----- Provided data

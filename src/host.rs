//! Host records: immutable identity, mutable availability state, and weight.

use std::fmt;

use time::OffsetDateTime;

/// The default weight assigned to a host absent other information. Lower weights are
/// preferred by the round-robin selector's default-weight fallback.
pub const DEFAULT_WEIGHT: u32 = 1;

/// Availability state of a [`Host`] as last observed by the topology monitor.
#[derive(Clone, Copy, Debug, PartialEq, Eq, Hash)]
pub enum HostState {
    Up,
    Down,
}

/// An endpoint descriptor for one node in a cluster (or one router, for the limitless
/// variant). Two hosts are equal iff their `host:port` strings match; `state`, `is_writer`,
/// `weight`, and `last_update_timestamp` are mutable observations layered on that identity
/// and are excluded from equality and hashing.
#[derive(Clone, Debug)]
pub struct Host {
    pub(crate) host: String,
    pub(crate) port: u16,
    pub state: HostState,
    pub is_writer: bool,
    pub weight: u32,
    pub last_update_timestamp: Option<OffsetDateTime>,
}

impl Host {
    pub fn new(host: impl Into<String>, port: u16) -> Self {
        Self {
            host: host.into(),
            port,
            state: HostState::Up,
            is_writer: false,
            weight: DEFAULT_WEIGHT,
            last_update_timestamp: None,
        }
    }

    pub fn host(&self) -> &str {
        &self.host
    }

    pub fn port(&self) -> u16 {
        self.port
    }

    /// The `host:port` identity string used for equality, hashing, and as a cache key.
    pub fn identity(&self) -> String {
        format!("{}:{}", self.host, self.port)
    }

    pub fn is_up(&self) -> bool {
        self.state == HostState::Up
    }

    pub fn with_writer(mut self, is_writer: bool) -> Self {
        self.is_writer = is_writer;
        self
    }

    pub fn with_weight(mut self, weight: u32) -> Self {
        self.weight = weight;
        self
    }
}

impl fmt::Display for Host {
    fn fmt(&self, f: &mut fmt::Formatter<'_>) -> fmt::Result {
        write!(f, "{}", self.identity())
    }
}

impl PartialEq for Host {
    fn eq(&self, other: &Self) -> bool {
        self.host == other.host && self.port == other.port
    }
}

impl Eq for Host {}

impl std::hash::Hash for Host {
    fn hash<H: std::hash::Hasher>(&self, state: &mut H) {
        self.host.hash(state);
        self.port.hash(state);
    }
}

/// An ordered sequence of [`Host`]s with at most one writer. Readers appear in query-result
/// order. Replaced atomically; never edited in place by consumers.
pub type Topology = Vec<Host>;

/// The single writer in a topology, if one exists.
pub fn writer_of(topology: &Topology) -> Option<&Host> {
    topology.iter().find(|h| h.is_writer)
}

----------

▶ Required action: Would you please output every record again, exactly?

▶ Exercise solution:
filename src/host.rs
//! Host records: immutable identity, mutable availability state, and weight.

use std::fmt;

use time::OffsetDateTime;

/// The default weight assigned to a host absent other information. Lower weights are
/// preferred by the round-robin selector's default-weight fallback.
pub const DEFAULT_WEIGHT: u32 = 1;

/// Availability state of a [`Host`] as last observed by the topology monitor.
#[derive(Clone, Copy, Debug, PartialEq, Eq, Hash)]
pub enum HostState {
    Up,
    Down,
}

/// An endpoint descriptor for one node in a cluster (or one router, for the limitless
/// variant). Two hosts are equal iff their `host:port` strings match; `state`, `is_writer`,
/// `weight`, and `last_update_timestamp` are mutable observations layered on that identity
/// and are excluded from equality and hashing.
#[derive(Clone, Debug)]
pub struct Host {
    pub(crate) host: String,
    pub(crate) port: u16,
    pub state: HostState,
    pub is_writer: bool,
    pub weight: u32,
    pub last_update_timestamp: Option<OffsetDateTime>,
}

impl Host {
    pub fn new(host: impl Into<String>, port: u16) -> Self {
        Self {
            host: host.into(),
            port,
            state: HostState::Up,
            is_writer: false,
            weight: DEFAULT_WEIGHT,
            last_update_timestamp: None,
        }
    }

    pub fn host(&self) -> &str {
        &self.host
    }

    pub fn port(&self) -> u16 {
        self.port
    }

    /// The `host:port` identity string used for equality, hashing, and as a cache key.
    pub fn identity(&self) -> String {
        format!("{}:{}", self.host, self.port)
    }

    pub fn is_up(&self) -> bool {
        self.state == HostState::Up
    }

    pub fn with_writer(mut self, is_writer: bool) -> Self {
        self.is_writer = is_writer;
        self
    }

    pub fn with_weight(mut self, weight: u32) -> Self {
        self.weight = weight;
        self
    }
}

impl fmt::Display for Host {
    fn fmt(&self, f: &mut fmt::Formatter<'_>) -> fmt::Result {
        write!(f, "{}", self.identity())
    }
}

impl PartialEq for Host {
    fn eq(&self, other: &Self) -> bool {
        self.host == other.host && self.port == other.port
    }
}

impl Eq for Host {}

impl std::hash::Hash for Host {
    fn hash<H: std::hash::Hasher>(&self, state: &mut H) {
        self.host.hash(state);
        self.port.hash(state);
    }
}

/// An ordered sequence of [`Host`]s with at most one writer. Readers appear in query-result
/// order. Replaced atomically; never edited in place by consumers.
pub type Topology = Vec<Host>;

/// The single writer in a topology, if one exists.
pub fn writer_of(topology: &Topology) -> Option<&Host> {
    topology.iter().find(|h| h.is_writer)
}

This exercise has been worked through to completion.